*SOURCE MATERIAL*:
────
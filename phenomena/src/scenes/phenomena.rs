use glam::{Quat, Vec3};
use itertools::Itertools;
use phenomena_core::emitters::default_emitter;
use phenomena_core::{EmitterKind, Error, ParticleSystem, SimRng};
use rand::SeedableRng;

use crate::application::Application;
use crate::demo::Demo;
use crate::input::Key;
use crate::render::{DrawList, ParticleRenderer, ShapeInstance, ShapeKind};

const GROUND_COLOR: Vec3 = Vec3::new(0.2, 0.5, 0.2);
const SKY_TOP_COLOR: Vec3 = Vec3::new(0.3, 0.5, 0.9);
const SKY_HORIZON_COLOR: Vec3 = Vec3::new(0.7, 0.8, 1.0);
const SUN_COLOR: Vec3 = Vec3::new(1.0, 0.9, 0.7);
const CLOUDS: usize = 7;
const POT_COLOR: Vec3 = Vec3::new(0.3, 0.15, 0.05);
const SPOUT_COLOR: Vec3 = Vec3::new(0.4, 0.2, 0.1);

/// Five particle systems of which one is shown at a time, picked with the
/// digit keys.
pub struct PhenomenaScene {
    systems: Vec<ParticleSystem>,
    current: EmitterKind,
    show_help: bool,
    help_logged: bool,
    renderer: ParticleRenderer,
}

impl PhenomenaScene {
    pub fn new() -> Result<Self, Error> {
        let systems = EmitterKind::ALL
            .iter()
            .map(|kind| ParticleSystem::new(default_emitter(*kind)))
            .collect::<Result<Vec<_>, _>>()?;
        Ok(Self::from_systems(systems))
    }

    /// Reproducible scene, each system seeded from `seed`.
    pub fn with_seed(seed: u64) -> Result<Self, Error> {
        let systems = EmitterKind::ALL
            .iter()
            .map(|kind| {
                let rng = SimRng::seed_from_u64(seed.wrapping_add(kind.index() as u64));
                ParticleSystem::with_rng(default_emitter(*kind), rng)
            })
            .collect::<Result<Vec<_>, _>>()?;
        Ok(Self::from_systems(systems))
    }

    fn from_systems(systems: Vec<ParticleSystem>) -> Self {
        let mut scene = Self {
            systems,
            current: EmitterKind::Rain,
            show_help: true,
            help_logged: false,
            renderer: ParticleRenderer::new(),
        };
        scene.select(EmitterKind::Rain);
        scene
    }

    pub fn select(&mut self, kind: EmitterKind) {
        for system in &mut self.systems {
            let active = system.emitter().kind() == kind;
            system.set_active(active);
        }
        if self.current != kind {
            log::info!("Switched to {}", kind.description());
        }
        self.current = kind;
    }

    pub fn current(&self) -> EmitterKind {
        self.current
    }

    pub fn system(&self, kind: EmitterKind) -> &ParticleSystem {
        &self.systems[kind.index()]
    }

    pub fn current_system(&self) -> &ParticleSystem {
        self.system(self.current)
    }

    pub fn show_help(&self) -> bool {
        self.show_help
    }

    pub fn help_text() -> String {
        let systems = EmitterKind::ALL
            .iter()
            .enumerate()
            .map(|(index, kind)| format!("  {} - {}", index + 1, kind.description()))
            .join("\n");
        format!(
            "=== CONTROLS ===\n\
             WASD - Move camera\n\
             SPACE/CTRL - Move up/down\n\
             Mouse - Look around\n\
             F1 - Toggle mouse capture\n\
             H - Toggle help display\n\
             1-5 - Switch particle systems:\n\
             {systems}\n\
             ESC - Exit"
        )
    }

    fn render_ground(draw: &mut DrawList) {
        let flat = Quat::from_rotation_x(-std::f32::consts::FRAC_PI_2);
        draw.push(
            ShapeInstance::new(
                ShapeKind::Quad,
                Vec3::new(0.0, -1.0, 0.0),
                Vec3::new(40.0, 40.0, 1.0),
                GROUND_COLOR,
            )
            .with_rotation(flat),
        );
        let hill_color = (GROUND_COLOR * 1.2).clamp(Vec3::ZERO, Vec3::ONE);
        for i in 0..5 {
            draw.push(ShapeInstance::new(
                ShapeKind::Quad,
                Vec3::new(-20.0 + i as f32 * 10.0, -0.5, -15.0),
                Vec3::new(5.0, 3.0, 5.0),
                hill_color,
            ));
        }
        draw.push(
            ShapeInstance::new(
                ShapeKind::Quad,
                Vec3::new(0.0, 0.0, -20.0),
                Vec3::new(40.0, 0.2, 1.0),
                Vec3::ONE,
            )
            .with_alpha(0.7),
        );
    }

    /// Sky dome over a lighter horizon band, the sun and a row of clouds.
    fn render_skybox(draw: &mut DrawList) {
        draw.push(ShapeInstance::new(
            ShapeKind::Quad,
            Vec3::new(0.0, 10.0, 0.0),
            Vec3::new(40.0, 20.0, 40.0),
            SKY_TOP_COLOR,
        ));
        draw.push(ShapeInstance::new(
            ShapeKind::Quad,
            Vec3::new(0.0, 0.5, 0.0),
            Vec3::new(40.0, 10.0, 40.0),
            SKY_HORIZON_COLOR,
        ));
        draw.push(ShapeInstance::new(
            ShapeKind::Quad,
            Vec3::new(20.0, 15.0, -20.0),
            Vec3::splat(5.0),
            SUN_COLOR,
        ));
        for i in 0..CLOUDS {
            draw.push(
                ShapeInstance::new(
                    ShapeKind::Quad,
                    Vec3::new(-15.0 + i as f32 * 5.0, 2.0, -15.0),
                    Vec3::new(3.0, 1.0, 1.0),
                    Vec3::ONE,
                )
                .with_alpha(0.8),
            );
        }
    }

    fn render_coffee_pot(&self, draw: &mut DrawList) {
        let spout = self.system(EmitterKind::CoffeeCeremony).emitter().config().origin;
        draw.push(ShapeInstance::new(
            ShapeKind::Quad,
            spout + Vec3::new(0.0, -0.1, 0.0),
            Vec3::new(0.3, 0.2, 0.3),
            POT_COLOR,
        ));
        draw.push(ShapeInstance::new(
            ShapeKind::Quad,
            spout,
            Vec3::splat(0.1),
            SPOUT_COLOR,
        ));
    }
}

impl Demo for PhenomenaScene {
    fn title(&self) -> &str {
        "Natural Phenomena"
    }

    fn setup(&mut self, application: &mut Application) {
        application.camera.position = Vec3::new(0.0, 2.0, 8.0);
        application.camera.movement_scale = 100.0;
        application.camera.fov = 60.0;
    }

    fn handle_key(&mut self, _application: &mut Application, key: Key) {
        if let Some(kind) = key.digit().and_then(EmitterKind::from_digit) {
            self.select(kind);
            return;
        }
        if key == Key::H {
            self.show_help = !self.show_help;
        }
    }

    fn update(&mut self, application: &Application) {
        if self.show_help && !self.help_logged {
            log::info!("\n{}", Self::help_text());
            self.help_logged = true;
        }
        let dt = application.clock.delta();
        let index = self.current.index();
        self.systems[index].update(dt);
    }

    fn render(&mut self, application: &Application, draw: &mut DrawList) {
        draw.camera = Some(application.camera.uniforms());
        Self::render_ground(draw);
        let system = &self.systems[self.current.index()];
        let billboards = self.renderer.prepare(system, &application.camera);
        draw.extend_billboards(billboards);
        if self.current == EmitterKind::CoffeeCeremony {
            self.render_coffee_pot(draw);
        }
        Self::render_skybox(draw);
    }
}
────
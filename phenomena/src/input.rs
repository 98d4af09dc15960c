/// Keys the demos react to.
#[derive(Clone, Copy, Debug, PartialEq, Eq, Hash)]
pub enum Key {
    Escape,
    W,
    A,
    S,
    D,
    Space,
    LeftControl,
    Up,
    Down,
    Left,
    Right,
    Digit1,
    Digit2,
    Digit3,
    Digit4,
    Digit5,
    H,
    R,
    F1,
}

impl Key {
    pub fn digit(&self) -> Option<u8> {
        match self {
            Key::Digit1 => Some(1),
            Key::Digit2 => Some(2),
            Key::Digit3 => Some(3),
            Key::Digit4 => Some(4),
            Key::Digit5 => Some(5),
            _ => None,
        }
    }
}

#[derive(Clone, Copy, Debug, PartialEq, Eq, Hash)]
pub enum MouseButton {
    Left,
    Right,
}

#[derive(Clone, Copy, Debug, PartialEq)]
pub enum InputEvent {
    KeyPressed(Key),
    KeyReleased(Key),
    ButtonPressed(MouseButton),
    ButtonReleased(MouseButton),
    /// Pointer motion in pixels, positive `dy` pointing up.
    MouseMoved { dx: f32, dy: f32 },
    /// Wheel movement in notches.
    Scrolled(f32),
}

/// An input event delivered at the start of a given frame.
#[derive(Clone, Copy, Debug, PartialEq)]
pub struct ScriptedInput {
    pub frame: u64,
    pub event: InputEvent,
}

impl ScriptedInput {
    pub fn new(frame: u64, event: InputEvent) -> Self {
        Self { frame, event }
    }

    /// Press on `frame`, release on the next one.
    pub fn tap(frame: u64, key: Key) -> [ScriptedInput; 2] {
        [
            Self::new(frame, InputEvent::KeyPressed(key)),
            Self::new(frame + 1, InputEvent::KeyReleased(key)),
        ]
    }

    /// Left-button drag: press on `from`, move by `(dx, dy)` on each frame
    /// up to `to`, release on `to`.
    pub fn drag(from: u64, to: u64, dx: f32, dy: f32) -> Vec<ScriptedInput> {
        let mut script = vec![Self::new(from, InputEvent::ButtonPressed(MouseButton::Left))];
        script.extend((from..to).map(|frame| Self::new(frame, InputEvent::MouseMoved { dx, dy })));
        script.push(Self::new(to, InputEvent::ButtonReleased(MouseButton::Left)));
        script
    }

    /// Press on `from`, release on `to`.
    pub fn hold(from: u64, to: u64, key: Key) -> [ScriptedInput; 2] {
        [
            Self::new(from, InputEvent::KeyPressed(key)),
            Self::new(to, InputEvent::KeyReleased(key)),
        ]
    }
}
────
*REQUIRED WORK*: For this exercise, output exactly the lines above from the line with "pub fn new()" to the line with "ParticleSystem::with_rng(default_emitter(*kind), rng)", counting both, and leave out the rest.

*RESULT OF THE EXERCISE*:
    pub fn new() -> Result<Self, Error> {
        let systems = EmitterKind::ALL
            .iter()
            .map(|kind| ParticleSystem::new(default_emitter(*kind)))
            .collect::<Result<Vec<_>, _>>()?;
        Ok(Self::from_systems(systems))
    }

    /// Reproducible scene, each system seeded from `seed`.
    pub fn with_seed(seed: u64) -> Result<Self, Error> {
        let systems = EmitterKind::ALL
            .iter()
            .map(|kind| {
                let rng = SimRng::seed_from_u64(seed.wrapping_add(kind.index() as u64));
                ParticleSystem::with_rng(default_emitter(*kind), rng)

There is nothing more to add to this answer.